Try it: Extract each record and reproduce it exactly.

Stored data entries

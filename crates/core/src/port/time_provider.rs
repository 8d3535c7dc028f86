// Time Provider Port (for testability)

/// Time provider interface (allows mocking in tests)
pub trait TimeProvider: Send + Sync {
    /// Get current time in milliseconds since epoch
    fn now_millis(&self) -> i64;
}

/// System time provider (production)
pub struct SystemTimeProvider;

impl TimeProvider for SystemTimeProvider {
    fn now_millis(&self) -> i64 {
        chrono::Utc::now().timestamp_millis()
    }
}

pub mod mocks {
    use super::TimeProvider;
    use std::sync::atomic::{AtomicI64, Ordering};

    /// Clock that only moves when told to
    pub struct ManualClock {
        now: AtomicI64,
    }

    impl ManualClock {
        pub fn new(start_millis: i64) -> Self {
            Self {
                now: AtomicI64::new(start_millis),
            }
        }

        pub fn advance(&self, millis: i64) {
            self.now.fetch_add(millis, Ordering::SeqCst);
        }
    }

    impl TimeProvider for ManualClock {
        fn now_millis(&self) -> i64 {
            self.now.load(Ordering::SeqCst)
        }
    }
}
//! HTTP transport for the RESTful Metrics tracking API.
//!
//! Posts one metric per request and maps the response status onto
//! `DeliveryError` so the runner can tell rejected credentials from
//! everything else.

use std::time::Duration;

use async_trait::async_trait;
use reqwest::{header, StatusCode, Url};
use restful_metrics_core::domain::MetricValue;
use restful_metrics_core::error::{AppError, Result};
use restful_metrics_core::port::{DeliveryError, MetricTransport};
use tracing::{debug, warn};

use crate::payload::Envelope;

/// Production tracking endpoint.
pub const DEFAULT_BASE_URL: &str = "http://track.restfulmetrics.com";

const CONTENT_TYPE: &str = "application/json; charset=utf-8";

/// Configuration for the HTTP transport.
#[derive(Debug, Clone)]
pub struct HttpTransportConfig {
    /// Scheme and host of the tracking API, without the `/apps/...` part.
    pub base_url: String,
    /// Account API key, sent verbatim in the `Authorization` header.
    pub api_key: String,
    /// Timeout for a whole request.
    pub timeout: Duration,
    pub user_agent: String,
}

impl HttpTransportConfig {
    pub fn new(api_key: impl Into<String>) -> Self {
        Self {
            base_url: DEFAULT_BASE_URL.to_string(),
            api_key: api_key.into(),
            timeout: Duration::from_secs(30),
            user_agent: format!("restful-metrics-rust/{}", env!("CARGO_PKG_VERSION")),
        }
    }

    pub fn with_base_url(mut self, base_url: impl Into<String>) -> Self {
        self.base_url = base_url.into();
        self
    }

    pub fn with_timeout(mut self, timeout: Duration) -> Self {
        self.timeout = timeout;
        self
    }
}

/// `MetricTransport` over HTTP.
#[derive(Debug, Clone)]
pub struct HttpTransport {
    client: reqwest::Client,
    base_url: Url,
    api_key: String,
}

impl HttpTransport {
    /// Creates a transport with the given configuration.
    ///
    /// # Errors
    ///
    /// Returns `AppError::Configuration` if the base URL is invalid or the
    /// HTTP client cannot be built.
    pub fn new(config: HttpTransportConfig) -> Result<Self> {
        let base_url = Url::parse(&config.base_url).map_err(|e| {
            AppError::Configuration(format!("Invalid base URL '{}': {e}", config.base_url))
        })?;
        if base_url.cannot_be_a_base() {
            return Err(AppError::Configuration(format!(
                "Invalid base URL '{}': cannot hold a path",
                config.base_url
            )));
        }

        let client = reqwest::Client::builder()
            .timeout(config.timeout)
            .user_agent(&config.user_agent)
            .build()
            .map_err(|e| AppError::Configuration(format!("failed to build HTTP client: {e}")))?;

        Ok(Self {
            client,
            base_url,
            api_key: config.api_key,
        })
    }

    /// `{base}/apps/{application_id}/{endpoint}` with the application id
    /// percent-encoded as a single path segment.
    fn endpoint_url(&self, application_id: &str, endpoint: &str) -> Url {
        let mut url = self.base_url.clone();
        if let Ok(mut segments) = url.path_segments_mut() {
            segments
                .pop_if_empty()
                .extend(["apps", application_id, endpoint]);
        }
        url
    }
}

#[async_trait]
impl MetricTransport for HttpTransport {
    async fn send(
        &self,
        application_id: &str,
        metric_name: &str,
        value: &MetricValue,
        distinct_id: Option<&str>,
    ) -> std::result::Result<(), DeliveryError> {
        let envelope = Envelope::new(metric_name, value, distinct_id);
        let url = self.endpoint_url(application_id, envelope.endpoint());
        let body = serde_json::to_vec(&envelope)
            .map_err(|e| DeliveryError::Transport(format!("Problem encoding metric: {e}")))?;

        debug!(url = %url, metric = %metric_name, "Posting metric");

        let response = self
            .client
            .post(url.clone())
            .header(header::AUTHORIZATION, &self.api_key)
            .header(header::CONTENT_TYPE, CONTENT_TYPE)
            .body(body)
            .send()
            .await
            .map_err(|e| {
                warn!(url = %url, "Request failed: {}", e);
                DeliveryError::Transport(format!("Problem executing request at {url}: {e}"))
            })?;

        let status = response.status();
        match status {
            s if s.is_success() => Ok(()),
            StatusCode::UNAUTHORIZED => Err(DeliveryError::Auth(
                "Received unauthorized response; check your API Key".to_string(),
            )),
            s => {
                warn!(status = s.as_u16(), metric = %metric_name, "Unexpected status code");
                Err(DeliveryError::Transport(format!(
                    "An undefined error occurred when sending the metric. Received response status code: {}",
                    s.as_u16()
                )))
            }
        }
    }
}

Task solution:
filename crates/core/src/port/time_provider.rs
repository 8d3535c7dc028f86
// Time Provider Port (for testability)

/// Time provider interface (allows mocking in tests)
pub trait TimeProvider: Send + Sync {
    /// Get current time in milliseconds since epoch
    fn now_millis(&self) -> i64;
}

/// System time provider (production)
pub struct SystemTimeProvider;

impl TimeProvider for SystemTimeProvider {
    fn now_millis(&self) -> i64 {
        chrono::Utc::now().timestamp_millis()
    }
}

pub mod mocks {
    use super::TimeProvider;
    use std::sync::atomic::{AtomicI64, Ordering};

    /// Clock that only moves when told to
    pub struct ManualClock {
        now: AtomicI64,
    }

    impl ManualClock {
        pub fn new(start_millis: i64) -> Self {
            Self {
                now: AtomicI64::new(start_millis),
            }
        }

        pub fn advance(&self, millis: i64) {
            self.now.fetch_add(millis, Ordering::SeqCst);
        }
    }

    impl TimeProvider for ManualClock {
        fn now_millis(&self) -> i64 {
            self.now.load(Ordering::SeqCst)
        }
    }
}
//! HTTP transport for the RESTful Metrics tracking API.
//!
//! Posts one metric per request and maps the response status onto
//! `DeliveryError` so the runner can tell rejected credentials from
//! everything else.

use std::time::Duration;

use async_trait::async_trait;
use reqwest::{header, StatusCode, Url};
use restful_metrics_core::domain::MetricValue;
use restful_metrics_core::error::{AppError, Result};
use restful_metrics_core::port::{DeliveryError, MetricTransport};
use tracing::{debug, warn};

use crate::payload::Envelope;

/// Production tracking endpoint.
pub const DEFAULT_BASE_URL: &str = "http://track.restfulmetrics.com";

const CONTENT_TYPE: &str = "application/json; charset=utf-8";

/// Configuration for the HTTP transport.
#[derive(Debug, Clone)]
pub struct HttpTransportConfig {
    /// Scheme and host of the tracking API, without the `/apps/...` part.
    pub base_url: String,
    /// Account API key, sent verbatim in the `Authorization` header.
    pub api_key: String,
    /// Timeout for a whole request.
    pub timeout: Duration,
    pub user_agent: String,
}

impl HttpTransportConfig {
    pub fn new(api_key: impl Into<String>) -> Self {
        Self {
            base_url: DEFAULT_BASE_URL.to_string(),
            api_key: api_key.into(),
            timeout: Duration::from_secs(30),
            user_agent: format!("restful-metrics-rust/{}", env!("CARGO_PKG_VERSION")),
        }
    }

    pub fn with_base_url(mut self, base_url: impl Into<String>) -> Self {
        self.base_url = base_url.into();
        self
    }

    pub fn with_timeout(mut self, timeout: Duration) -> Self {
        self.timeout = timeout;
        self
    }
}

/// `MetricTransport` over HTTP.
#[derive(Debug, Clone)]
pub struct HttpTransport {
    client: reqwest::Client,
    base_url: Url,
    api_key: String,
}

impl HttpTransport {
    /// Creates a transport with the given configuration.
    ///
    /// # Errors
    ///
    /// Returns `AppError::Configuration` if the base URL is invalid or the
    /// HTTP client cannot be built.
    pub fn new(config: HttpTransportConfig) -> Result<Self> {
        let base_url = Url::parse(&config.base_url).map_err(|e| {
            AppError::Configuration(format!("Invalid base URL '{}': {e}", config.base_url))
        })?;
        if base_url.cannot_be_a_base() {
            return Err(AppError::Configuration(format!(
                "Invalid base URL '{}': cannot hold a path",
                config.base_url
            )));
        }

        let client = reqwest::Client::builder()
            .timeout(config.timeout)
            .user_agent(&config.user_agent)
            .build()
            .map_err(|e| AppError::Configuration(format!("failed to build HTTP client: {e}")))?;

        Ok(Self {
            client,
            base_url,
            api_key: config.api_key,
        })
    }

    /// `{base}/apps/{application_id}/{endpoint}` with the application id
    /// percent-encoded as a single path segment.
    fn endpoint_url(&self, application_id: &str, endpoint: &str) -> Url {
        let mut url = self.base_url.clone();
        if let Ok(mut segments) = url.path_segments_mut() {
            segments
                .pop_if_empty()
                .extend(["apps", application_id, endpoint]);
        }
        url
    }
}

#[async_trait]
impl MetricTransport for HttpTransport {
    async fn send(
        &self,
        application_id: &str,
        metric_name: &str,
        value: &MetricValue,
        distinct_id: Option<&str>,
    ) -> std::result::Result<(), DeliveryError> {
        let envelope = Envelope::new(metric_name, value, distinct_id);
        let url = self.endpoint_url(application_id, envelope.endpoint());
        let body = serde_json::to_vec(&envelope)
            .map_err(|e| DeliveryError::Transport(format!("Problem encoding metric: {e}")))?;

        debug!(url = %url, metric = %metric_name, "Posting metric");

        let response = self
            .client
            .post(url.clone())
            .header(header::AUTHORIZATION, &self.api_key)
            .header(header::CONTENT_TYPE, CONTENT_TYPE)
            .body(body)
            .send()
            .await
            .map_err(|e| {
                warn!(url = %url, "Request failed: {}", e);
                DeliveryError::Transport(format!("Problem executing request at {url}: {e}"))
            })?;

        let status = response.status();
        match status {
            s if s.is_success() => Ok(()),
            StatusCode::UNAUTHORIZED => Err(DeliveryError::Auth(
                "Received unauthorized response; check your API Key".to_string(),
            )),
            s => {
                warn!(status = s.as_u16(), metric = %metric_name, "Unexpected status code");
                Err(DeliveryError::Transport(format!(
                    "An undefined error occurred when sending the metric. Received response status code: {}",
                    s.as_u16()
                )))
            }
        }
    }
}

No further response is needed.